Bangladeshi students who led the uprising are demanding that she return from India, her biggest benefactor before her ouster, to be tried for the killing of protesters during the revolt.
But sending the 76-year-old back risks undermining India’s standing with its other neighbours in South Asia, where it is waging a fierce battle for influence with China.
“India is clearly not going to want to extradite her back to Bangladesh,” said Mr Thomas Kean from the conflict resolution think-tank International Crisis Group.
“The message that would send to other leaders in the region who are close to New Delhi would not be a very positive one... that ultimately, India will not protect you,” he told AFP.
In 2023, New Delhi saw its preferred presidential candidate in the Maldives lose to a rival that immediately tilted the strategically placed luxury tourism destination towards Beijing.
Ms Hasina’s toppling lost India its closest ally in the region.
Those who suffered under Ms Hasina in Bangladesh are openly hostile towards India for the abuses committed by her government.
That hostility has smouldered through megaphone diplomacy waged by Hindu-nationalist Indian Prime Minister Narendra Modi and directed towards Bangladesh’s caretaker administration.
Mr Modi has pledged support for the government that replaced Ms Hasina, led by 84-year-old Nobel Peace Prize laureate Muhammad Yunus.
But Mr Modi, who has made championing the Hindu faith a key plank of his tenure, has also repeatedly urged Mr Yunus’ administration to protect Bangladesh’s Hindu religious minority.
Ms Hasina’s Awami League was considered to be more protective of Bangladesh’s Hindu minority than the Bangladesh Nationalist Party (BNP).
Mr Modi used his annual Independence Day address from atop the 17th-century Red Fort to suggest that Bangladeshi Hindus were in danger, and later raised the matter with US President Joe Biden.

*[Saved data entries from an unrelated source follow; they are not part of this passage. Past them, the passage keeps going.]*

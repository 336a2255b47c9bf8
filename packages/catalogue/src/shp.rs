//! Shapefile directory backend.
//!
//! Every `*.shp` below the container directory is a feature class. A
//! shapefile inside a sub-directory belongs to that feature dataset and
//! is named `dataset/class`. The spatial reference is read from the
//! sibling `.prj` file when one exists. Projected classes can be
//! reprojected to WGS 84 while reading.

use std::path::{Path, PathBuf};

use gdb_coverage_engine::Layer;
use gdb_coverage_models::{FeatureClassRef, GeometryKind, SpatialReference};
use shapefile::{Shape, ShapeReader};

use crate::reproject::ToWgs84;
use crate::{Catalogue, CatalogueError, has_extension};

/// Reads feature classes from a directory of shapefiles.
#[derive(Debug, Clone)]
pub struct ShapefileCatalogue {
    root: PathBuf,
    reproject_to_wgs84: bool,
}

impl ShapefileCatalogue {
    /// Opens the directory at `root`.
    ///
    /// # Errors
    ///
    /// Returns [`CatalogueError::ContainerNotFound`] if `root` is not a
    /// directory.
    pub fn open(root: &Path) -> Result<Self, CatalogueError> {
        if !root.is_dir() {
            return Err(CatalogueError::ContainerNotFound(
                root.display().to_string(),
            ));
        }
        Ok(Self {
            root: root.to_path_buf(),
            reproject_to_wgs84: false,
        })
    }

    /// Returns projected classes in WGS 84 degrees when `enabled`.
    #[must_use]
    pub const fn with_reprojection(mut self, enabled: bool) -> Self {
        self.reproject_to_wgs84 = enabled;
        self
    }

    fn class_name(&self, shp: &Path) -> String {
        let relative = shp.strip_prefix(&self.root).unwrap_or(shp);
        relative
            .with_extension("")
            .components()
            .map(|c| c.as_os_str().to_string_lossy().into_owned())
            .collect::<Vec<_>>()
            .join("/")
    }
}

impl Catalogue for ShapefileCatalogue {
    fn path(&self) -> &Path {
        &self.root
    }

    fn list_feature_classes(&self) -> Result<Vec<FeatureClassRef>, CatalogueError> {
        let mut shapefiles = Vec::new();
        collect_shapefiles(&self.root, &mut shapefiles)?;
        shapefiles.sort();

        shapefiles
            .into_iter()
            .map(|shp| {
                let name = self.class_name(&shp);
                let reader = ShapeReader::from_path(&shp).map_err(|e| CatalogueError::Read {
                    class: name.clone(),
                    message: e.to_string(),
                })?;
                let shape_type = format!("{:?}", reader.header().shape_type);

                Ok(FeatureClassRef {
                    kind: GeometryKind::from_shape_type(&shape_type),
                    spatial_ref: read_prj(&shp)?,
                    path: Some(shp),
                    name,
                })
            })
            .collect()
    }

    fn read(&self, class: &FeatureClassRef) -> Result<Layer, CatalogueError> {
        let path = class
            .path
            .clone()
            .unwrap_or_else(|| self.root.join(format!("{}.shp", class.name)));
        let read_err = |message: String| CatalogueError::Read {
            class: class.name.clone(),
            message,
        };

        let mut reader = ShapeReader::from_path(&path).map_err(|e| read_err(e.to_string()))?;

        let mut geometries = Vec::new();
        let mut null_shapes = 0usize;
        for shape in reader.iter_shapes() {
            let shape = shape.map_err(|e| read_err(e.to_string()))?;
            if matches!(shape, Shape::NullShape) {
                null_shapes += 1;
                continue;
            }
            let geometry =
                geo::Geometry::<f64>::try_from(shape).map_err(|e| read_err(e.to_string()))?;
            geometries.push(geometry);
        }

        if null_shapes > 0 {
            log::debug!("{}: skipped {null_shapes} null shapes", class.name);
        }

        let reprojection = if self.reproject_to_wgs84 {
            ToWgs84::from_spatial_ref(&class.spatial_ref).map_err(|source| {
                CatalogueError::Reproject {
                    class: class.name.clone(),
                    source,
                }
            })?
        } else {
            None
        };

        let Some(to_wgs84) = reprojection else {
            return Ok(Layer::new(
                class.name.clone(),
                class.spatial_ref.clone(),
                geometries,
            ));
        };

        log::info!("{}: reprojecting {} geometries to WGS 84", class.name, geometries.len());
        let geometries = geometries
            .iter()
            .map(|g| to_wgs84.geometry(g))
            .collect::<Result<Vec<_>, _>>()
            .map_err(|source| CatalogueError::Reproject {
                class: class.name.clone(),
                source,
            })?;

        Ok(Layer::new(
            class.name.clone(),
            SpatialReference::wgs84(),
            geometries,
        ))
    }
}

fn collect_shapefiles(dir: &Path, out: &mut Vec<PathBuf>) -> Result<(), CatalogueError> {
    let io_err = |source| CatalogueError::Io {
        path: dir.display().to_string(),
        source,
    };

    for entry in std::fs::read_dir(dir).map_err(io_err)? {
        let path = entry.map_err(io_err)?.path();
        if path.is_dir() {
            collect_shapefiles(&path, out)?;
        } else if has_extension(&path, "shp") {
            out.push(path);
        }
    }

    Ok(())
}

fn read_prj(shp: &Path) -> Result<SpatialReference, CatalogueError> {
    let prj = shp.with_extension("prj");
    if !prj.exists() {
        return Ok(SpatialReference::unknown());
    }
    std::fs::read_to_string(&prj)
        .map(SpatialReference::from_wkt)
        .map_err(|e| CatalogueError::Io {
            path: prj.display().to_string(),
            source: e,
        })
}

Some Bangladeshi Hindus and Hindu temples were targeted in the chaos that followed Ms Hasina’s departure, in attacks that were condemned by student leaders and the interim government.
But wildly exaggerated accounts of the violence were later reported by pro-government Indian news channels and sparked protests by Hindu activist groups loosely affiliated with Mr Modi’s party.
Mr Fakhrul Islam Alamgir, a top leader of the BNP, said India had put “all its fruit in one basket” by backing Ms Hasina, and did not know how to reverse course.
“The people of Bangladesh want a good relationship with India, but not at the cost of their interests,” Mr Alamgir, one of thousands of BNP members arrested during Ms Hasina’s tenure, told AFP.
“The attitude of India, unfortunately, is not conducive to creating confidence.”
‘Sheltering the autocrat’
Such is the atmosphere of distrust that when deadly floods washed through both countries in August, some Bangladeshis blamed India for the deaths that resulted.
Bangladesh’s interim government has not publicly raised the issue of Ms Hasina taking refuge in India with New Delhi – her last official whereabouts is a military airbase near the capital – but Dhaka has revoked her diplomatic passport, preventing her from travelling onwards.
The countries have a bilateral extradition treaty that was first signed in 2013, which would permit her return to face criminal trial.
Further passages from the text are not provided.